BEGIN
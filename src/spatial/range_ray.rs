// SPDX-License-Identifier: Apache-2.0
// Copyright (c) 2025 Polyframe Inc.

//! Ray with a parametric range that shape clips narrow
//!
//! Every `intersect_*` call intersects the current `[lower, upper]` range
//! with the parameter interval inside the shape. The range only shrinks, so
//! a ray clipped against an outer volume can be clipped again against parts
//! of it. Once the range is empty it stays empty and every further clip
//! returns `false`.

use crate::geometry::{Box3, Cylinder, Point3, Segment3, Sphere, Vector3};

#[derive(Debug, Clone, Copy, PartialEq)]
pub struct RangeRay3 {
    pub origin: Point3,
    pub direction: Vector3,
    lower: f64,
    upper: f64,
}

impl RangeRay3 {
    /// Half-infinite ray `[0, +inf)`.
    pub fn new(origin: Point3, direction: Vector3) -> Self {
        Self::with_range(origin, direction, 0.0, f64::INFINITY)
    }

    pub fn with_range(origin: Point3, direction: Vector3, lower: f64, upper: f64) -> Self {
        assert!(!lower.is_nan() && !upper.is_nan(), "ray range must not be NaN");
        Self {
            origin,
            direction,
            lower,
            upper,
        }
    }

    /// Parameter 0 at `segment.a`, 1 at `segment.b`.
    pub fn from_segment(segment: &Segment3) -> Self {
        Self::with_range(segment.a, segment.direction(), 0.0, 1.0)
    }

    pub fn lower(&self) -> f64 {
        self.lower
    }

    pub fn upper(&self) -> f64 {
        self.upper
    }

    pub fn is_empty(&self) -> bool {
        self.lower > self.upper
    }

    pub fn point_at(&self, t: f64) -> Point3 {
        self.origin + self.direction * t
    }

    pub fn lower_point(&self) -> Point3 {
        self.point_at(self.lower)
    }

    pub fn upper_point(&self) -> Point3 {
        self.point_at(self.upper)
    }

    pub fn set_empty(&mut self) {
        self.lower = f64::INFINITY;
        self.upper = f64::NEG_INFINITY;
    }

    fn narrow(&mut self, t0: f64, t1: f64) -> bool {
        if self.is_empty() {
            return false;
        }
        self.lower = self.lower.max(t0);
        self.upper = self.upper.min(t1);
        if self.is_empty() {
            self.set_empty();
            return false;
        }
        true
    }

    fn reject(&mut self) -> bool {
        self.set_empty();
        false
    }

    /// Slab test against a closed box.
    pub fn intersect_box(&mut self, bbox: &Box3) -> bool {
        if self.is_empty() || bbox.is_empty() {
            return self.reject();
        }
        let mut t0 = f64::NEG_INFINITY;
        let mut t1 = f64::INFINITY;
        for axis in 0..3 {
            let o = self.origin[axis];
            let d = self.direction[axis];
            if d == 0.0 {
                // parallel to the slab
                if o < bbox.min[axis] || o > bbox.max[axis] {
                    return self.reject();
                }
                continue;
            }
            let a = (bbox.min[axis] - o) / d;
            let b = (bbox.max[axis] - o) / d;
            t0 = t0.max(a.min(b));
            t1 = t1.min(a.max(b));
        }
        self.narrow(t0, t1)
    }

    pub fn intersect_sphere(&mut self, sphere: &Sphere) -> bool {
        if self.is_empty() {
            return false;
        }
        let oc = self.origin - sphere.center;
        let c = oc.norm_squared() - sphere.radius * sphere.radius;
        let a = self.direction.norm_squared();
        if a == 0.0 {
            // the ray is a single point
            return if c <= 0.0 { true } else { self.reject() };
        }
        let b = self.direction.dot(&oc);
        let disc = b * b - a * c;
        if disc < 0.0 {
            return self.reject();
        }
        let root = disc.sqrt();
        self.narrow((-b - root) / a, (-b + root) / a)
    }

    /// Clip against a finite solid cylinder, caps included.
    pub fn intersect_cylinder(&mut self, cylinder: &Cylinder) -> bool {
        if self.is_empty() {
            return false;
        }
        let axis = cylinder.axis();
        let height = axis.norm();
        if height == 0.0 {
            return self.reject();
        }
        let u = axis / height;
        let w = self.origin - cylinder.base;
        let along_w = w.dot(&u);
        let along_d = self.direction.dot(&u);

        // caps: 0 <= along_w + t * along_d <= height
        if along_d == 0.0 {
            if along_w < 0.0 || along_w > height {
                return self.reject();
            }
        } else {
            let a = -along_w / along_d;
            let b = (height - along_w) / along_d;
            if !self.narrow(a.min(b), a.max(b)) {
                return false;
            }
        }

        // side: |w_perp + t * d_perp| <= radius
        let d_perp = self.direction - u * along_d;
        let w_perp = w - u * along_w;
        let c = w_perp.norm_squared() - cylinder.radius * cylinder.radius;
        let a = d_perp.norm_squared();
        if a <= f64::EPSILON * self.direction.norm_squared() {
            // parallel to the axis
            return if c <= 0.0 { true } else { self.reject() };
        }
        let b = d_perp.dot(&w_perp);
        let disc = b * b - a * c;
        if disc < 0.0 {
            return self.reject();
        }
        let root = disc.sqrt();
        self.narrow((-b - root) / a, (-b + root) / a)
    }
}

#[cfg(test)]
mod tests {
    use super::*;
    use approx::assert_relative_eq;

    #[test]
    fn test_box_clip() {
        let bbox = Box3::new(Point3::new(1.0, -1.0, -1.0), Point3::new(3.0, 1.0, 1.0));
        let mut ray = RangeRay3::new(Point3::origin(), Vector3::x());
        assert!(ray.intersect_box(&bbox));
        assert_relative_eq!(ray.lower(), 1.0);
        assert_relative_eq!(ray.upper(), 3.0);

        // never widens
        let big = Box3::new(Point3::new(-10.0, -10.0, -10.0), Point3::new(10.0, 10.0, 10.0));
        assert!(ray.intersect_box(&big));
        assert_relative_eq!(ray.lower(), 1.0);
        assert_relative_eq!(ray.upper(), 3.0);
    }

    #[test]
    fn test_box_miss_empties_range() {
        let bbox = Box3::new(Point3::new(1.0, 2.0, -1.0), Point3::new(3.0, 4.0, 1.0));
        let mut ray = RangeRay3::new(Point3::origin(), Vector3::x());
        assert!(!ray.intersect_box(&bbox));
        assert!(ray.is_empty());
        let inside = Box3::new(Point3::new(-1.0, -1.0, -1.0), Point3::new(1.0, 1.0, 1.0));
        assert!(!ray.intersect_box(&inside));
    }

    #[test]
    fn test_box_behind_segment() {
        let bbox = Box3::new(Point3::new(2.0, -1.0, -1.0), Point3::new(3.0, 1.0, 1.0));
        let mut ray = RangeRay3::from_segment(&Segment3::new(Point3::origin(), Point3::new(1.0, 0.0, 0.0)));
        assert!(!ray.intersect_box(&bbox));
    }

    #[test]
    fn test_sphere_clip() {
        let sphere = Sphere::new(Point3::new(5.0, 0.0, 0.0), 2.0);
        let mut ray = RangeRay3::new(Point3::origin(), Vector3::new(2.0, 0.0, 0.0));
        assert!(ray.intersect_sphere(&sphere));
        assert_relative_eq!(ray.lower(), 1.5);
        assert_relative_eq!(ray.upper(), 3.5);
        assert_relative_eq!(ray.lower_point(), Point3::new(3.0, 0.0, 0.0));

        let mut miss = RangeRay3::new(Point3::new(0.0, 3.0, 0.0), Vector3::x());
        assert!(!miss.intersect_sphere(&sphere));
        assert!(miss.is_empty());
    }

    #[test]
    fn test_cylinder_clip() {
        let cylinder = Cylinder::new(Point3::new(0.0, 0.0, 0.0), Point3::new(0.0, 0.0, 4.0), 1.0);

        // across the side
        let mut ray = RangeRay3::new(Point3::new(-5.0, 0.0, 2.0), Vector3::x());
        assert!(ray.intersect_cylinder(&cylinder));
        assert_relative_eq!(ray.lower(), 4.0);
        assert_relative_eq!(ray.upper(), 6.0);

        // along the axis, through both caps
        let mut axial = RangeRay3::with_range(Point3::new(0.5, 0.0, -2.0), Vector3::z(), f64::NEG_INFINITY, f64::INFINITY);
        assert!(axial.intersect_cylinder(&cylinder));
        assert_relative_eq!(axial.lower(), 2.0);
        assert_relative_eq!(axial.upper(), 6.0);

        // parallel to the axis but outside the radius
        let mut outside = RangeRay3::new(Point3::new(2.0, 0.0, -2.0), Vector3::z());
        assert!(!outside.intersect_cylinder(&cylinder));

        // perpendicular to the axis above the top cap
        let mut above = RangeRay3::new(Point3::new(-5.0, 0.0, 5.0), Vector3::x());
        assert!(!above.intersect_cylinder(&cylinder));
    }
}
END
**Work instruction**: Within the data, how many lines hold the word "parallel"? State only that number.

**Written answer**: 3